Lorsque la suspension du contrat de travail en raison d’un accident du travail ou d’une maladie professionnelle s’articule avec le délai de réflexion du CSP, la situation reste complexe car l’envoi d’une lettre de licenciement ne s’impose pas nécessairement. En effet, en cas d’adhésion au CSP, le contrat est réputé rompu d’un commun en accord entre les parties (art. 5 § 1er al. 2 de la convention Unedic du 26 janvier 2015). Mais pour que le salarié prenne sa décision en ayant toutes les informations nécessaires à sa disposition, il est jugé que le motif économique doit lui être notifié par l’employeur au plus tard quand il accepte le CSP ; à défaut le licenciement est jugé sans cause réelle et sérieuse (notamment, Cass. Soc. 22 septembre 2015, 14-16218). C’est pourquoi il est conseillé à l’employeur d’énoncer le motif économique dans une lettre communiquée au salarié lors de la remise des documents relatifs au CSP qui font courir le délai de 21 jours. Ainsi, en tout état de cause, le salarié est informé du motif économique avant son acceptation du CSP et le licenciement ne peut pas être jugé sans cause réelle et sérieuse à cet égard.

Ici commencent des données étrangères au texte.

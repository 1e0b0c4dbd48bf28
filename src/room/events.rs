use std::ops::ControlFlow;

use tokio::{
    sync::mpsc::{self, error::TrySendError},
    time::{MissedTickBehavior, interval},
};
use tracing::{debug, error, info, warn};

use crate::{
    chat::ChatLine,
    clock::Clock,
    message::{Frame, decode},
    player::PlayerId,
    protocol::{MoveOutcome, ProtocolHandler},
    room::actions::Intent,
    session::{ConnectionStatus, PeerSession, SessionEvent},
    state::{GameStore, StateUpdate},
    transport::Connector,
};

/// Public events the room sends to the game UI
#[derive(Debug, Clone, PartialEq)]
pub enum GameEvent {
    StatusChanged(ConnectionStatus),
    PlayerJoined(PlayerId),
    PlayerLeft(PlayerId),
    ChatReceived(ChatLine),
    Error(String),
}

/// Owns everything mutable about a room and runs its event loop.
pub(crate) struct RoomDriver<C: Connector> {
    session: PeerSession<C>,
    store: GameStore,
    protocol: ProtocolHandler,
    clock: Clock,
    intents: mpsc::Receiver<Intent>,
    events: mpsc::Sender<GameEvent>,
}

impl<C: Connector> RoomDriver<C> {
    pub(crate) fn new(
        session: PeerSession<C>,
        store: GameStore,
        protocol: ProtocolHandler,
        clock: Clock,
        intents: mpsc::Receiver<Intent>,
        events: mpsc::Sender<GameEvent>,
    ) -> Self {
        Self {
            session,
            store,
            protocol,
            clock,
            intents,
            events,
        }
    }

    pub(crate) async fn run(mut self) {
        let config = self.protocol.config();
        let mut frames = interval(config.frame_interval);
        frames.set_missed_tick_behavior(MissedTickBehavior::Skip);
        let mut housekeeping = interval(config.housekeeping_interval);
        housekeeping.set_missed_tick_behavior(MissedTickBehavior::Skip);

        loop {
            tokio::select! {
                event = self.session.next_event() => self.on_session_event(event),
                intent = self.intents.recv() => {
                    let Some(intent) = intent else {
                        // Every handle is gone.
                        self.session.close();
                        break;
                    };
                    if self.on_intent(intent).is_break() {
                        break;
                    }
                }
                _ = frames.tick(), if self.protocol.is_animating() => {
                    let now = self.clock.now();
                    self.protocol.advance(&mut self.store, now);
                }
                _ = housekeeping.tick() => self.on_housekeeping(),
            }
        }
        debug!("room event loop stopped");
    }

    fn on_session_event(&mut self, event: SessionEvent) {
        match event {
            SessionEvent::Message(frame) => self.on_frame(&frame),
            SessionEvent::Disconnected(reason) => {
                info!("disconnected: {reason}");
                self.emit(GameEvent::StatusChanged(ConnectionStatus::Disconnected));
            }
            SessionEvent::HeartbeatDue => {
                if let Some(message) = self.protocol.heartbeat(&self.store, self.clock.now()) {
                    self.session.send(message);
                    self.session.mark_heartbeat();
                }
            }
            SessionEvent::Reconnected => {
                self.protocol.reset();
                for message in self.protocol.announce(&self.store, self.clock.now()) {
                    self.session.send(message);
                }
                self.emit(GameEvent::StatusChanged(ConnectionStatus::Connected));
            }
            SessionEvent::ReconnectFailed(e) => {
                error!("reconnect failed: {e}");
                self.emit(GameEvent::StatusChanged(self.session.status()));
                self.emit(GameEvent::Error(e.to_string()));
            }
        }
    }

    fn on_frame(&mut self, frame: &str) {
        match decode(frame) {
            Ok(Frame::Game(message)) => {
                let kind = message.tag();
                let reaction = self.protocol.handle(&mut self.store, message, self.clock.now());
                debug!(kind, replies = reaction.replies.len(), "handled message");
                for reply in reaction.replies {
                    self.session.send(reply);
                }
                for event in reaction.events {
                    self.emit(event);
                }
            }
            Ok(Frame::Signal(signal)) => debug!(?signal, "ignoring signaling frame"),
            Err(e) => warn!("discarding inbound frame: {e}"),
        }
    }

    fn on_intent(&mut self, intent: Intent) -> ControlFlow<()> {
        let now = self.clock.now();
        match intent {
            Intent::Move { x, y, reply } => {
                let outcome = self.protocol.move_local(&mut self.store, x, y, now);
                let _ = reply.send(self.dispatch_move(outcome));
            }
            Intent::Step { dx, dy, reply } => {
                let outcome = self.protocol.step_local(&mut self.store, dx, dy, now);
                let _ = reply.send(self.dispatch_move(outcome));
            }
            Intent::Chat(text) => {
                if let Some(message) = self.protocol.chat_local(&mut self.store, &text, now) {
                    self.session.send(message);
                }
            }
            Intent::Avatar(avatar) => {
                if let Some(message) = self.protocol.set_avatar(&mut self.store, &avatar) {
                    self.session.send(message);
                }
            }
            Intent::Preset(preset) => {
                if let Some(message) = self.protocol.apply_preset(&mut self.store, &preset, now) {
                    self.session.send(message);
                }
            }
            Intent::LoadScene(scene) => self.store.update(StateUpdate::scene(*scene)),
            Intent::Resize { width, height } => self.store.resize(width, height),
            Intent::Leave(reply) => {
                if let Some(message) = self.protocol.leave(&self.store) {
                    self.session.send(message);
                }
                self.session.close();
                self.emit(GameEvent::StatusChanged(ConnectionStatus::Disconnected));
                let _ = reply.send(());
                return ControlFlow::Break(());
            }
        }
        ControlFlow::Continue(())
    }

    fn dispatch_move(&mut self, outcome: MoveOutcome) -> bool {
        match outcome {
            MoveOutcome::Rejected => false,
            MoveOutcome::Moved(broadcast) => {
                if let Some(message) = broadcast {
                    self.session.send(message);
                }
                true
            }
        }
    }

    fn on_housekeeping(&mut self) {
        let now = self.clock.now();
        for event in self.protocol.housekeeping(&mut self.store, now) {
            self.emit(event);
        }
        if let Some(message) = self.protocol.flush_movement(&self.store, now) {
            self.session.send(message);
        }
    }

    fn emit(&self, event: GameEvent) {
        match self.events.try_send(event) {
            Ok(()) => {}
            Err(TrySendError::Full(event)) => warn!(?event, "event channel full, dropping event"),
            Err(TrySendError::Closed(_)) => {}
        }
    }
}
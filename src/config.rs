//! Tunables for the peer session and the shared world.
//!
//! Every field has a default, so a config file only needs to name what it
//! overrides:
//!
//! ```toml
//! [session]
//! attempt_timeout = "8s"
//!
//! [game]
//! player_timeout = "30s"
//! ```

use anyhow::{Context, Result, bail};
use serde::{Deserialize, Serialize};
use std::path::Path;
use std::time::Duration;

/// Length of a room identifier (and of every generated peer/player id).
pub const ROOM_ID_LEN: usize = 9;
/// Storage key of the persisted character preset.
pub const PRESET_KEY: &str = "character_preset";
pub const DEFAULT_CHAT_COLOR: &str = "#88ff88";
pub const DEFAULT_DISPLAY_NAME: &str = "Anonymous";
/// Chat text is cut to this many characters before it is sent.
pub const MAX_CHAT_LENGTH: usize = 200;

#[derive(Serialize, Deserialize, Debug, Clone, Default, PartialEq)]
#[serde(default)]
pub struct Config {
    pub session: SessionConfig,
    pub game: GameConfig,
}

impl Config {
    pub fn from_toml_str(raw: &str) -> Result<Self> {
        let config: Self = toml::from_str(raw).context("invalid configuration")?;
        config.validate()?;
        Ok(config)
    }

    /// Reject settings the event loops cannot run with.
    pub fn validate(&self) -> Result<()> {
        for (name, period) in [
            ("session.heartbeat_interval", self.session.heartbeat_interval),
            ("game.frame_interval", self.game.frame_interval),
            ("game.housekeeping_interval", self.game.housekeeping_interval),
        ] {
            if period.is_zero() {
                bail!("invalid configuration: {name} must be greater than zero");
            }
        }
        Ok(())
    }

    /// Read a TOML config file.
    pub async fn load(path: impl AsRef<Path>) -> Result<Self> {
        let path = path.as_ref();
        let raw = tokio::fs::read_to_string(path)
            .await
            .with_context(|| format!("unable to read config '{}'", path.display()))?;
        Self::from_toml_str(&raw)
    }
}

/// Peer session lifecycle settings.
#[derive(Serialize, Deserialize, Debug, Clone, PartialEq)]
#[serde(default)]
pub struct SessionConfig {
    /// Join attempts before the connection is reported as failed.
    pub max_attempts: u32,
    /// Window for a single join attempt, long enough for relay fallback.
    #[serde(with = "humantime_serde")]
    pub attempt_timeout: Duration,
    /// Pause before retrying after an explicit connection error.
    #[serde(with = "humantime_serde")]
    pub retry_backoff: Duration,
    #[serde(with = "humantime_serde")]
    pub heartbeat_interval: Duration,
    /// Delay between losing an open channel and the reconnection attempt.
    #[serde(with = "humantime_serde")]
    pub reconnect_delay: Duration,
    /// Upper bound for messages waiting on a closed channel; `None` is unbounded.
    pub queue_capacity: Option<usize>,
}

impl Default for SessionConfig {
    fn default() -> Self {
        Self {
            max_attempts: 5,
            attempt_timeout: Duration::from_secs(12),
            retry_backoff: Duration::from_secs(1),
            heartbeat_interval: Duration::from_secs(5),
            reconnect_delay: Duration::from_secs(5),
            queue_capacity: Some(256),
        }
    }
}

/// World, movement and chat settings.
#[derive(Serialize, Deserialize, Debug, Clone, PartialEq)]
#[serde(default)]
pub struct GameConfig {
    /// Minimum gap between movement broadcasts; also the remote interpolation window.
    #[serde(with = "humantime_serde")]
    pub movement_interval: Duration,
    /// Animation frame period used while remote players are interpolating.
    #[serde(with = "humantime_serde")]
    pub frame_interval: Duration,
    /// Period of chat bubble expiry and stale player eviction.
    #[serde(with = "humantime_serde")]
    pub housekeeping_interval: Duration,
    /// Chat bubbles kept above a player.
    pub max_stacked_messages: usize,
    /// Lifetime of a single chat bubble.
    #[serde(with = "humantime_serde")]
    pub message_duration: Duration,
    /// Lines kept in the chat log.
    pub chat_max_messages: usize,
    /// Remote players silent for longer than this are dropped; `None` keeps them forever.
    #[serde(with = "humantime_serde")]
    pub player_timeout: Option<Duration>,
    /// Pixels per movement step.
    pub player_speed: f64,
    /// Sprite size, used to keep players inside the scene.
    pub player_size: f64,
    /// Side of the square sampled against collision layers.
    pub collision_box: f64,
    pub spawn_x: f64,
    pub spawn_y: f64,
    pub screen_width: f64,
    pub screen_height: f64,
}

impl Default for GameConfig {
    fn default() -> Self {
        Self {
            movement_interval: Duration::from_millis(50),
            frame_interval: Duration::from_millis(16),
            housekeeping_interval: Duration::from_millis(250),
            max_stacked_messages: 3,
            message_duration: Duration::from_secs(3),
            chat_max_messages: 50,
            player_timeout: Some(Duration::from_secs(15)),
            player_speed: 2.0,
            player_size: 64.0,
            collision_box: 32.0,
            spawn_x: 50.0,
            spawn_y: 350.0,
            screen_width: 800.0,
            screen_height: 600.0,
        }
    }
}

Cependant, dans le cas qui nous intéresse, cela ne règle pas le problème d’une suspension du contrat de travail qui interviendrait postérieurement à la remise du motif économique mais antérieurement au terme du délai de réflexion. En application du principe arrêté par la Cour de cassation dans l’arrêt du 14 décembre 2016, la rupture du contrat sera nécessairement nulle.
Dès lors qu’il est conseillé à l’employeur, lors d’une procédure de licenciement économique, de remettre au salarié, dès la communication des documents relatifs au CSP, un écrit précisant en quoi la rupture envisagée constitue un motif économique, une solution pourrait être d’intégrer, en toute hypothèse (alors même qu’au moment de sa rédaction le salarié n’est arrêté ni pour accident du travail ni pour maladie professionnelle) audit écrit que ce motif rend impossible le maintien du salarié au sein de l’entreprise. Il s’agirait d’une formulation de précaution au cas où le salarié serait, durant le délai de réflexion du CSP, victime d’un accident du travail ou d’une maladie professionnelle.
Au final, la Cour de cassation a rendu une décision qui laisse perplexe parce qu’elle ne permet pas, en l’état, d’affirmer quel comportement irréprochable pourrait adopter un employeur en pareille situation. Seule la pratique développée par les employeurs soumis à la même délicate situation révélera peut-être la façon incontestable de sortir de cette insécurité juridique.